Is the friendzone thing just a meme, /adv/? I'm falling for a girl that I'm semi-good friends with, but all the talk of friendzone and 'missing the critical window to make a move' make me not want to ask her out. Is it impossible for friends to start dating?
It's difficult to know if she likes me back as she's a very warm and welcoming person to everyone but we have been getting closer. I don't know, /adv/... what do? Just ask her out? Is friendzoning real or is it a euphemism for being rejected that has nothing to do with being friends? People constantly tell me that they've often gotten together with good friends and that those were their best relationships. I sometimes think coming on here does more harm than good.
the friendzone is not real, made up by neckbeards who are salty because the person they like doesn't like them back.
shit dude, if you like someone, they don't owe it to you or anyone else to like you back. it's not a friendzone, they just don't like you that way. get of their back.

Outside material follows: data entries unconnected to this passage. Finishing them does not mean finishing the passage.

// SPDX-FileCopyrightText: 2025 Hyperpolymath
// SPDX-License-Identifier: PMPL-1.0-or-later

//! Storefront Form Guard CLI
//!
//! Operator tool for the form guard's file-backed store: inspect and reset
//! rate limits, replay a form submission through every check, and scan text
//! for XSS patterns.
//!
//! ## Configuration
//!
//! Loaded from `--config FILE` (JSON) or from environment variables (a
//! `.env` file is read first):
//!
//! - `STOREFRONT_GUARD_STORE_PATH`: store file (default: .storefront-guard/store.json)
//! - `STOREFRONT_GUARD_KEY_PREFIX`: limiter key namespace (default: rate_limit_)
//! - `NEWSLETTER_MAX_ATTEMPTS` / `NEWSLETTER_WINDOW_MS` (default: 3 / 60000)
//! - `CHECKOUT_MAX_ATTEMPTS` / `CHECKOUT_WINDOW_MS` (default: 3 / 300000)
//! - `LOGIN_MAX_ATTEMPTS` / `LOGIN_WINDOW_MS` (default: 5 / 900000)

use anyhow::Context;
use clap::{Parser, Subcommand};
use serde_json::{json, Value};
use std::io::Read;
use std::path::PathBuf;
use std::sync::Arc;
use tracing::{info, Level};
use tracing_subscriber::{fmt, prelude::*, EnvFilter};

use storefront_guard::{
    sanitize_input, sanitize_string, Config, FileStore, FormGuard, FormKind, SystemClock,
};

#[derive(Parser)]
#[command(name = "storefront-guard", about = "Rate limits and input checks for storefront forms")]
struct Args {
    /// JSON config file (overrides environment variables)
    #[arg(long, global = true)]
    config: Option<PathBuf>,

    #[command(subcommand)]
    command: Command,
}

#[derive(Subcommand)]
enum Command {
    /// Show a form's rate limit state without consuming an attempt
    Check {
        /// newsletter, checkout or login
        form: FormKind,
    },
    /// Run a JSON form submission through every check
    Submit {
        form: FormKind,
        /// Read the submission from this file instead of stdin
        #[arg(long)]
        input: Option<PathBuf>,
        /// Value to place in the honeypot field
        #[arg(long)]
        honeypot: Option<String>,
    },
    /// Clear a form's rate limit record
    Reset { form: FormKind },
    /// Report XSS detection and both sanitizer outputs for some text
    Scan { text: String },
}

fn main() -> anyhow::Result<()> {
    dotenvy::dotenv().ok();

    tracing_subscriber::registry()
        .with(fmt::layer().json().with_writer(std::io::stderr))
        .with(
            EnvFilter::builder()
                .with_default_directive(Level::INFO.into())
                .from_env_lossy(),
        )
        .init();

    let args = Args::parse();
    let config = load_config(args.config.as_ref())?;

    match args.command {
        Command::Check { form } => {
            let guard = build_guard(form, &config);
            print_json(&guard.status())?;
        }
        Command::Submit {
            form,
            input,
            honeypot,
        } => {
            let guard = build_guard(form, &config);
            let mut submission = read_submission(input.as_ref())?;
            if let (Some(value), Some(obj)) = (honeypot, submission.as_object_mut()) {
                obj.insert(guard.honeypot_field().to_string(), Value::String(value));
            }
            let outcome = guard.submit(&submission);
            print_json(&outcome)?;
        }
        Command::Reset { form } => {
            build_guard(form, &config).reset();
            info!(form = %form, "Rate limit reset");
        }
        Command::Scan { text } => {
            print_json(&json!({
                "xss": storefront_guard::detect_xss(&text),
                "sanitizeInput": sanitize_input(&text),
                "sanitizeString": sanitize_string(&text),
            }))?;
        }
    }

    Ok(())
}

fn load_config(path: Option<&PathBuf>) -> anyhow::Result<Config> {
    let config = match path {
        Some(path) => Config::from_file(path)
            .with_context(|| format!("loading config from {}", path.display()))?,
        None => Config::from_env().context("loading config from environment")?,
    };
    info!(
        store_path = %config.store_path.display(),
        newsletter = ?config.limits.newsletter,
        checkout = ?config.limits.checkout,
        login = ?config.limits.login,
        "Configuration loaded"
    );
    Ok(config)
}

fn build_guard(form: FormKind, config: &Config) -> FormGuard {
    let store = Arc::new(FileStore::new(&config.store_path));
    FormGuard::for_form(form, config, store, Arc::new(SystemClock::new()))
}

fn read_submission(path: Option<&PathBuf>) -> anyhow::Result<Value> {
    let raw = match path {
        Some(path) => std::fs::read_to_string(path)
            .with_context(|| format!("reading submission from {}", path.display()))?,
        None => {
            let mut buf = String::new();
            std::io::stdin()
                .read_to_string(&mut buf)
                .context("reading submission from stdin")?;
            buf
        }
    };
    serde_json::from_str(&raw).context("submission is not valid JSON")
}

fn print_json<T: serde::Serialize>(value: &T) -> anyhow::Result<()> {
    println!("{}", serde_json::to_string_pretty(value)?);
    Ok(())
}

anyway, you're just gonna have to ask her if you want to start something with her. just be like "yo my man my dude my guy, i've developed some feelings for you and i want to spend more time with you. want sum fuk?"

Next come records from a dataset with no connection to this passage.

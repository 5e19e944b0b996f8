// SPDX-FileCopyrightText: 2025 Hyperpolymath
// SPDX-License-Identifier: PMPL-1.0-or-later

//! Sliding-window rate limiter for form submissions.
//!
//! Each limiter guards one logical action ("checkout", "newsletter",
//! "login") and persists its attempt timestamps in a [`KeyValueStore`] under
//! a namespaced key, so the limit holds across page reloads or process
//! restarts:
//!
//! ```json
//! { "attempts": [1767225600000, 1767225601000] }
//! ```
//!
//! Only timestamps younger than the window count. Stale entries are skipped
//! on read and dropped the next time an attempt is recorded.
//!
//! This is a courtesy control against double-submits and casual abuse, not a
//! security boundary: the store is fully client-controlled. Storage failures
//! therefore fail open. An unreadable or corrupt record reads as empty and a
//! failed write is logged and ignored.
//!
//! Two handles sharing one store (two browser tabs, two processes on one
//! `FileStore`) can both pass the check before either records its attempt,
//! briefly exceeding the limit. There is no cross-handle lock.

use crate::clock::Clock;
use crate::config::RateLimitRule;
use crate::error::StoreError;
use crate::store::KeyValueStore;
use serde::{Deserialize, Serialize};
use serde_json::Value;
use std::sync::Arc;
use std::time::Duration;
use tracing::{debug, info, warn};

/// Namespace applied to limiter keys unless overridden.
pub const DEFAULT_KEY_PREFIX: &str = "rate_limit_";

/// Outcome of a rate limit check.
#[derive(Debug, Clone, Copy, PartialEq, Eq, Serialize, Deserialize)]
#[serde(rename_all = "camelCase")]
pub struct RateLimitStatus {
    /// Whether another attempt would be admitted
    pub allowed: bool,
    /// Attempts left in the current window
    pub remaining: u32,
    /// Milliseconds until the oldest live attempt leaves the window (0 if none)
    pub reset_in_ms: u64,
}

impl RateLimitStatus {
    /// Time until the oldest live attempt expires.
    pub fn reset_in(&self) -> Duration {
        Duration::from_millis(self.reset_in_ms)
    }

    /// Whole seconds to wait, rounded up.
    pub fn retry_after_secs(&self) -> u64 {
        self.reset_in_ms.div_ceil(1_000)
    }

    /// Whole minutes to wait, rounded up. Used for the "try again in N
    /// minutes" banner.
    pub fn retry_after_minutes(&self) -> u64 {
        self.reset_in_ms.div_ceil(60_000)
    }
}

/// Persisted attempt list.
#[derive(Debug, Clone, Default, PartialEq, Eq, Serialize)]
pub struct RateLimitRecord {
    pub attempts: Vec<u64>,
}

impl RateLimitRecord {
    /// Parse a stored record. Anything that is not an object with an
    /// `attempts` array reads as empty; non-integer entries are skipped.
    pub fn parse(raw: &str) -> Option<Self> {
        let value: Value = serde_json::from_str(raw).ok()?;
        let attempts = value.as_object()?.get("attempts")?.as_array()?;
        Some(Self {
            attempts: attempts.iter().filter_map(Value::as_u64).collect(),
        })
    }
}

/// Sliding-window attempt counter for one action.
#[derive(Debug, Clone)]
pub struct RateLimiter {
    key: String,
    storage_key: String,
    rule: RateLimitRule,
    store: Arc<dyn KeyValueStore>,
    clock: Arc<dyn Clock>,
}

impl RateLimiter {
    /// Create a limiter admitting `max_attempts` per `window_ms` for `key`.
    pub fn new(
        key: impl Into<String>,
        max_attempts: u32,
        window_ms: u64,
        store: Arc<dyn KeyValueStore>,
        clock: Arc<dyn Clock>,
    ) -> Self {
        Self::from_rule(key, RateLimitRule::new(max_attempts, window_ms), store, clock)
    }

    /// Create a limiter from a configured rule.
    pub fn from_rule(
        key: impl Into<String>,
        rule: RateLimitRule,
        store: Arc<dyn KeyValueStore>,
        clock: Arc<dyn Clock>,
    ) -> Self {
        let key = key.into();
        Self {
            storage_key: format!("{DEFAULT_KEY_PREFIX}{key}"),
            key,
            rule,
            store,
            clock,
        }
    }

    /// Use a different store namespace than [`DEFAULT_KEY_PREFIX`].
    pub fn with_key_prefix(mut self, prefix: &str) -> Self {
        self.storage_key = format!("{prefix}{}", self.key);
        self
    }

    /// Logical action name.
    pub fn key(&self) -> &str {
        &self.key
    }

    /// Key the record is stored under.
    pub fn storage_key(&self) -> &str {
        &self.storage_key
    }

    pub fn rule(&self) -> RateLimitRule {
        self.rule
    }

    /// Report whether an attempt would be admitted. Never writes.
    pub fn check(&self) -> RateLimitStatus {
        let now = self.clock.now_ms();
        let live = self.live_attempts(now);
        self.status(now, &live)
    }

    /// Record an attempt if the window has room. Returns whether the action
    /// is permitted; a refused attempt writes nothing.
    pub fn attempt(&self) -> bool {
        let now = self.clock.now_ms();
        let mut live = self.live_attempts(now);

        if !self.status(now, &live).allowed {
            info!(
                key = %self.key,
                max_attempts = self.rule.max_attempts,
                window_ms = self.rule.window_ms,
                "Rate limit reached"
            );
            return false;
        }

        live.push(now);
        self.save(&RateLimitRecord { attempts: live });
        true
    }

    /// Drop the record for this key.
    pub fn reset(&self) {
        if let Err(e) = self.store.remove(&self.storage_key) {
            warn!(key = %self.storage_key, error = %e, "Failed to clear rate limit record");
        } else {
            debug!(key = %self.storage_key, "Rate limit record cleared");
        }
    }

    fn status(&self, now: u64, live: &[u64]) -> RateLimitStatus {
        let count = u32::try_from(live.len()).unwrap_or(u32::MAX);
        let reset_in_ms = live
            .iter()
            .min()
            .map(|oldest| {
                self.rule
                    .window_ms
                    .saturating_sub(now.saturating_sub(*oldest))
            })
            .unwrap_or(0);

        RateLimitStatus {
            allowed: count < self.rule.max_attempts,
            remaining: self.rule.max_attempts.saturating_sub(count),
            reset_in_ms,
        }
    }

    /// Attempts still inside the window, in stored order.
    fn live_attempts(&self, now: u64) -> Vec<u64> {
        let raw = match self.store.get(&self.storage_key) {
            Ok(Some(raw)) => raw,
            Ok(None) => return Vec::new(),
            Err(e) => {
                warn!(key = %self.storage_key, error = %e, "Failed to read rate limit record, treating as empty");
                return Vec::new();
            }
        };

        let Some(record) = RateLimitRecord::parse(&raw) else {
            warn!(key = %self.storage_key, "Corrupt rate limit record, treating as empty");
            return Vec::new();
        };

        record
            .attempts
            .into_iter()
            .filter(|ts| now.saturating_sub(*ts) < self.rule.window_ms)
            .collect()
    }

    fn save(&self, record: &RateLimitRecord) {
        let result = serde_json::to_string(record)
            .map_err(StoreError::from)
            .and_then(|raw| self.store.set(&self.storage_key, &raw));

        match result {
            Ok(()) => debug!(
                key = %self.storage_key,
                live = record.attempts.len(),
                "Attempt recorded"
            ),
            Err(e) => warn!(key = %self.storage_key, error = %e, "Failed to persist attempt, dropping it"),
        }
    }
}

if she likes you, cool. if not, move on.
>>17746777
> "yo my man my dude my guy, i've developed some feelings for you and i want to spend more time with you. want sum fuk?"

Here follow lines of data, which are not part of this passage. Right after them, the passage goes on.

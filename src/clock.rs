// SPDX-FileCopyrightText: 2025 Hyperpolymath
// SPDX-License-Identifier: PMPL-1.0-or-later

//! Wall-clock sources for the rate limiter.
//!
//! Timestamps are milliseconds since the Unix epoch, the same unit that is
//! persisted in rate-limit records.

use chrono::{DateTime, Datelike, Utc};
use std::fmt::Debug;
use std::sync::atomic::{AtomicU64, Ordering};
use std::sync::Arc;

/// Source of the current time in epoch milliseconds.
pub trait Clock: Send + Sync + Debug {
    /// Milliseconds since the Unix epoch.
    fn now_ms(&self) -> u64;

    /// Current `(year, month)` in UTC, used for card expiry checks.
    fn year_month(&self) -> (i32, u32) {
        let now = DateTime::<Utc>::from_timestamp_millis(self.now_ms() as i64)
            .unwrap_or_default();
        (now.year(), now.month())
    }
}

/// System clock backed by `chrono::Utc::now()`.
#[derive(Debug, Clone, Copy, Default)]
pub struct SystemClock;

impl SystemClock {
    pub fn new() -> Self {
        Self
    }
}

impl Clock for SystemClock {
    fn now_ms(&self) -> u64 {
        Utc::now().timestamp_millis().max(0) as u64
    }
}

/// Manually driven clock for simulated time.
///
/// Clones share the same underlying instant, so a test can hand one clone to
/// a limiter and advance another.
#[derive(Debug, Clone, Default)]
pub struct ManualClock {
    now: Arc<AtomicU64>,
}

impl ManualClock {
    /// Create a clock frozen at `start_ms`.
    pub fn new(start_ms: u64) -> Self {
        Self {
            now: Arc::new(AtomicU64::new(start_ms)),
        }
    }

    /// Move the clock forward by `delta_ms`.
    pub fn advance(&self, delta_ms: u64) {
        self.now.fetch_add(delta_ms, Ordering::SeqCst);
    }

    /// Jump to an absolute timestamp.
    pub fn set(&self, now_ms: u64) {
        self.now.store(now_ms, Ordering::SeqCst);
    }
}

impl Clock for ManualClock {
    fn now_ms(&self) -> u64 {
        self.now.load(Ordering::SeqCst)
    }
}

I'm guessing that means to stay upbeat when saying it. Unless I should actually ask that bae for sum fuk.
The friend zone is very real. It's jyst not what people make it out to be.
>>17746777 has it wrong for example.
It's not about them owing you anything. It's about when you ask them out and make your intentions known, but rather than rejecting you politely, they trap you with false hope. "I'm not looking to date right now" or "maybe one day, but not now" are all common excuses.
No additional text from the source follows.